**YOUR OBJECTIVE:**
Please copy out the entries below exactly, beginning with the line that contains "off the ready queue." and ending with the line that contains "waits in the", and include nothing outside that span.
==== DATASET RECORDS
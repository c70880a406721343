use std::collections::BTreeMap;
use std::mem;

use log::{info, warn};
use page_table::PageTableEntry;

use crate::{process::Process, Context, Pfn, Pid, VmError, Vpn};

/// What [`Context::request_process`] did.
#[derive(Debug, Clone, Copy, PartialEq, Eq)]
pub enum Switched {
    /// The process was taken off the ready queue.
    Resumed(Pid),
    /// The process was not waiting and was forked from the previous one.
    Forked(Pid),
}

impl<const PTES_PER_PAGE: usize, const NR_FRAMES: usize> Context<PTES_PER_PAGE, NR_FRAMES> {
    /// Makes `pid` the running process.
    ///
    /// The TLB is flushed first, whatever the outcome. If `pid` waits in the
    /// ready queue it is resumed. Otherwise it is forked from the current
    /// process, sharing every mapped frame with it; pages mapped for writing
    /// become write-protected in both processes. The running pid is never in
    /// the ready queue, so requesting it forks a second process with that pid.
    /// Either way the previous process goes to the tail of the ready queue.
    pub fn request_process(&mut self, pid: Pid) -> Result<Switched, VmError> {
        self.tlb.flush();

        let waiting = self
            .ready_queue
            .iter()
            .position(|p| p.pid == pid)
            .and_then(|index| self.ready_queue.remove(index));

        match waiting {
            Some(next) => {
                self.install(next);
                Ok(Switched::Resumed(pid))
            }
            None => {
                self.fork(pid)?;
                Ok(Switched::Forked(pid))
            }
        }
    }

    fn fork(&mut self, pid: Pid) -> Result<(), VmError> {
        let entries: Vec<(Vpn, PageTableEntry)> = self
            .current
            .page_table
            .iter()
            .filter(|(_, pte)| pte.valid)
            .collect();
        if entries.is_empty() {
            warn!("pid {}: refusing to fork an empty address space", self.current.pid);
            return Err(VmError::EmptyAddressSpace);
        }

        let mut shares: BTreeMap<Pfn, u32> = BTreeMap::new();
        for pfn in entries.iter().filter_map(|(_, pte)| pte.pfn) {
            *shares.entry(pfn).or_insert(0) += 1;
        }
        for (&pfn, &extra) in shares.iter() {
            if !self.frames.can_share(pfn, extra)? {
                warn!("frame {} cannot be shared any further", pfn);
                return Err(VmError::OutOfMemory);
            }
        }

        let mut child = Process::new(pid);
        for (vpn, mut pte) in entries {
            self.entry_mut(vpn)?.write_protect();
            pte.write_protect();
            *child
                .page_table
                .entry_or_insert(vpn)
                .map_err(|err| VmError::from_page_table(err, vpn))? = pte;
            if let Some(pfn) = pte.pfn {
                self.frames.get(pfn)?;
            }
        }

        info!(
            "forked pid {} from pid {} ({} pages shared)",
            pid,
            self.current.pid,
            child.page_table.valid_entries()
        );
        self.install(child);
        Ok(())
    }

    fn install(&mut self, next: Process<PTES_PER_PAGE>) {
        let prev = mem::replace(&mut self.current, next);
        info!("switch: pid {} -> pid {}", prev.pid, self.current.pid);
        self.ready_queue.push_back(prev);
    }
}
========
**RESPONSE:**
    /// The process was taken off the ready queue.
    Resumed(Pid),
    /// The process was not waiting and was forked from the previous one.
    Forked(Pid),
}

impl<const PTES_PER_PAGE: usize, const NR_FRAMES: usize> Context<PTES_PER_PAGE, NR_FRAMES> {
    /// Makes `pid` the running process.
    ///
    /// The TLB is flushed first, whatever the outcome. If `pid` waits in the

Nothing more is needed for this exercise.